## Requirement
Return every entry below exactly as written.

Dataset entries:
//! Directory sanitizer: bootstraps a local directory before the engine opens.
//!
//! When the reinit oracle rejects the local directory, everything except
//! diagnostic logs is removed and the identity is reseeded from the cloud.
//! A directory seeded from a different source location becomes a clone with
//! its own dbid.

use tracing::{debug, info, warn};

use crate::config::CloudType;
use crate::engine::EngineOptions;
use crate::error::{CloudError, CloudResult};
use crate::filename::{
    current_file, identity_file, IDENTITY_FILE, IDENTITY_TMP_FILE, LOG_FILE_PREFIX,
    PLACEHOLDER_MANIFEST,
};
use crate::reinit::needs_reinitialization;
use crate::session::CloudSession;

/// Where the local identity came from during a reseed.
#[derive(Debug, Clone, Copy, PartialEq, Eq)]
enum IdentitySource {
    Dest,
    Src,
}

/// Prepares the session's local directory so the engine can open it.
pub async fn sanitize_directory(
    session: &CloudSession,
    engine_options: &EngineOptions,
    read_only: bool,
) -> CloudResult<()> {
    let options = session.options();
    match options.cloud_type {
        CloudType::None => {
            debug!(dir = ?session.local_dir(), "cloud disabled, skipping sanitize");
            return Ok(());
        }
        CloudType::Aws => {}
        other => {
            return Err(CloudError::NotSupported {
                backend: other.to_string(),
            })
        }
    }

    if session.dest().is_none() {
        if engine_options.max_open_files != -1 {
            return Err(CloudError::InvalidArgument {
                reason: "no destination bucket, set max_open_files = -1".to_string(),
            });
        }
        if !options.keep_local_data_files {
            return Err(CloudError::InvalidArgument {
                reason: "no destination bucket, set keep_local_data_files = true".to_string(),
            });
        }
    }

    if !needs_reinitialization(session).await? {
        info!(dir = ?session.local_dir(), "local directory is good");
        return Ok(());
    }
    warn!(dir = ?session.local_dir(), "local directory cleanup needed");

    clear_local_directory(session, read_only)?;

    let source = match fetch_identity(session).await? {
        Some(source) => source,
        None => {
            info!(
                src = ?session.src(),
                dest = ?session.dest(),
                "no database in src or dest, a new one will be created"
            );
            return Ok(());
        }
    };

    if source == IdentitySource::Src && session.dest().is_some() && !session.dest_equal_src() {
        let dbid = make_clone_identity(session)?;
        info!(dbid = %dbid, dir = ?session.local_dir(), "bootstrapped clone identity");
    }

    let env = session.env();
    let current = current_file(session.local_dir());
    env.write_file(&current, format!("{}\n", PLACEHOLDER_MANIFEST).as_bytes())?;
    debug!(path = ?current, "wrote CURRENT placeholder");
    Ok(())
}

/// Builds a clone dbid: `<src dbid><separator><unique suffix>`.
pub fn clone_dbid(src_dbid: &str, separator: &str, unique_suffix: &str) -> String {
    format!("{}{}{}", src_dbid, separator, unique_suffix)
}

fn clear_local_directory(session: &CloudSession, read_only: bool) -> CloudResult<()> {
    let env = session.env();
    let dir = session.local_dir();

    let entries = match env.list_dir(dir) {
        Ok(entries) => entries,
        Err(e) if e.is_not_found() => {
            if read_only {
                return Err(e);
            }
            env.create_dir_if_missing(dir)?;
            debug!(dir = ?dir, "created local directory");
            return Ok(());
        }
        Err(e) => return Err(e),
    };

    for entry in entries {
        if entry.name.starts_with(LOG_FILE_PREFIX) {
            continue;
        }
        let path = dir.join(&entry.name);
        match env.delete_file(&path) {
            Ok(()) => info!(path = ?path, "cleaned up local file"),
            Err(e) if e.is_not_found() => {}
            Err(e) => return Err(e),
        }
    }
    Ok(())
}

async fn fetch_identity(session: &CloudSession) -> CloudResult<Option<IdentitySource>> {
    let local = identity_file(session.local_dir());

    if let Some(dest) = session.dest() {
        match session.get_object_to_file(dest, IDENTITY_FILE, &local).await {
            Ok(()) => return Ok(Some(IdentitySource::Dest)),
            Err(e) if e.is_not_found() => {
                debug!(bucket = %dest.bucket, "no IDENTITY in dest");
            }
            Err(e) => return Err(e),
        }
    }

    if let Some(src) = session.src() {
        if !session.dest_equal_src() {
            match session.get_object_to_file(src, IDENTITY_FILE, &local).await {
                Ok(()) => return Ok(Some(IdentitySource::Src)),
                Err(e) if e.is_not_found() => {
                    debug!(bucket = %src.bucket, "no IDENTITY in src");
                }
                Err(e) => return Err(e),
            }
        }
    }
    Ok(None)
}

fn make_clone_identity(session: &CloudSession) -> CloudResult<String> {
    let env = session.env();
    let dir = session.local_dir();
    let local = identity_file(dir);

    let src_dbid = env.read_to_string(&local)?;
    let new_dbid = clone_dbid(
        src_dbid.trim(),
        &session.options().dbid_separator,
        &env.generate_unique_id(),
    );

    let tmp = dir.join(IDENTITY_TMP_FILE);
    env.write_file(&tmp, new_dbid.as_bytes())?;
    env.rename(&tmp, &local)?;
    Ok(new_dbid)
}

## Task response
//! Directory sanitizer: bootstraps a local directory before the engine opens.
//!
//! When the reinit oracle rejects the local directory, everything except
//! diagnostic logs is removed and the identity is reseeded from the cloud.
//! A directory seeded from a different source location becomes a clone with
//! its own dbid.

use tracing::{debug, info, warn};

use crate::config::CloudType;
use crate::engine::EngineOptions;
use crate::error::{CloudError, CloudResult};
use crate::filename::{
    current_file, identity_file, IDENTITY_FILE, IDENTITY_TMP_FILE, LOG_FILE_PREFIX,
    PLACEHOLDER_MANIFEST,
};
use crate::reinit::needs_reinitialization;
use crate::session::CloudSession;

/// Where the local identity came from during a reseed.
#[derive(Debug, Clone, Copy, PartialEq, Eq)]
enum IdentitySource {
    Dest,
    Src,
}

/// Prepares the session's local directory so the engine can open it.
pub async fn sanitize_directory(
    session: &CloudSession,
    engine_options: &EngineOptions,
    read_only: bool,
) -> CloudResult<()> {
    let options = session.options();
    match options.cloud_type {
        CloudType::None => {
            debug!(dir = ?session.local_dir(), "cloud disabled, skipping sanitize");
            return Ok(());
        }
        CloudType::Aws => {}
        other => {
            return Err(CloudError::NotSupported {
                backend: other.to_string(),
            })
        }
    }

    if session.dest().is_none() {
        if engine_options.max_open_files != -1 {
            return Err(CloudError::InvalidArgument {
                reason: "no destination bucket, set max_open_files = -1".to_string(),
            });
        }
        if !options.keep_local_data_files {
            return Err(CloudError::InvalidArgument {
                reason: "no destination bucket, set keep_local_data_files = true".to_string(),
            });
        }
    }

    if !needs_reinitialization(session).await? {
        info!(dir = ?session.local_dir(), "local directory is good");
        return Ok(());
    }
    warn!(dir = ?session.local_dir(), "local directory cleanup needed");

    clear_local_directory(session, read_only)?;

    let source = match fetch_identity(session).await? {
        Some(source) => source,
        None => {
            info!(
                src = ?session.src(),
                dest = ?session.dest(),
                "no database in src or dest, a new one will be created"
            );
            return Ok(());
        }
    };

    if source == IdentitySource::Src && session.dest().is_some() && !session.dest_equal_src() {
        let dbid = make_clone_identity(session)?;
        info!(dbid = %dbid, dir = ?session.local_dir(), "bootstrapped clone identity");
    }

    let env = session.env();
    let current = current_file(session.local_dir());
    env.write_file(&current, format!("{}\n", PLACEHOLDER_MANIFEST).as_bytes())?;
    debug!(path = ?current, "wrote CURRENT placeholder");
    Ok(())
}

/// Builds a clone dbid: `<src dbid><separator><unique suffix>`.
pub fn clone_dbid(src_dbid: &str, separator: &str, unique_suffix: &str) -> String {
    format!("{}{}{}", src_dbid, separator, unique_suffix)
}

fn clear_local_directory(session: &CloudSession, read_only: bool) -> CloudResult<()> {
    let env = session.env();
    let dir = session.local_dir();

    let entries = match env.list_dir(dir) {
        Ok(entries) => entries,
        Err(e) if e.is_not_found() => {
            if read_only {
                return Err(e);
            }
            env.create_dir_if_missing(dir)?;
            debug!(dir = ?dir, "created local directory");
            return Ok(());
        }
        Err(e) => return Err(e),
    };

    for entry in entries {
        if entry.name.starts_with(LOG_FILE_PREFIX) {
            continue;
        }
        let path = dir.join(&entry.name);
        match env.delete_file(&path) {
            Ok(()) => info!(path = ?path, "cleaned up local file"),
            Err(e) if e.is_not_found() => {}
            Err(e) => return Err(e),
        }
    }
    Ok(())
}

async fn fetch_identity(session: &CloudSession) -> CloudResult<Option<IdentitySource>> {
    let local = identity_file(session.local_dir());

    if let Some(dest) = session.dest() {
        match session.get_object_to_file(dest, IDENTITY_FILE, &local).await {
            Ok(()) => return Ok(Some(IdentitySource::Dest)),
            Err(e) if e.is_not_found() => {
                debug!(bucket = %dest.bucket, "no IDENTITY in dest");
            }
            Err(e) => return Err(e),
        }
    }

    if let Some(src) = session.src() {
        if !session.dest_equal_src() {
            match session.get_object_to_file(src, IDENTITY_FILE, &local).await {
                Ok(()) => return Ok(Some(IdentitySource::Src)),
                Err(e) if e.is_not_found() => {
                    debug!(bucket = %src.bucket, "no IDENTITY in src");
                }
                Err(e) => return Err(e),
            }
        }
    }
    Ok(None)
}

fn make_clone_identity(session: &CloudSession) -> CloudResult<String> {
    let env = session.env();
    let dir = session.local_dir();
    let local = identity_file(dir);

    let src_dbid = env.read_to_string(&local)?;
    let new_dbid = clone_dbid(
        src_dbid.trim(),
        &session.options().dbid_separator,
        &env.generate_unique_id(),
    );

    let tmp = dir.join(IDENTITY_TMP_FILE);
    env.write_file(&tmp, new_dbid.as_bytes())?;
    env.rename(&tmp, &local)?;
    Ok(new_dbid)
}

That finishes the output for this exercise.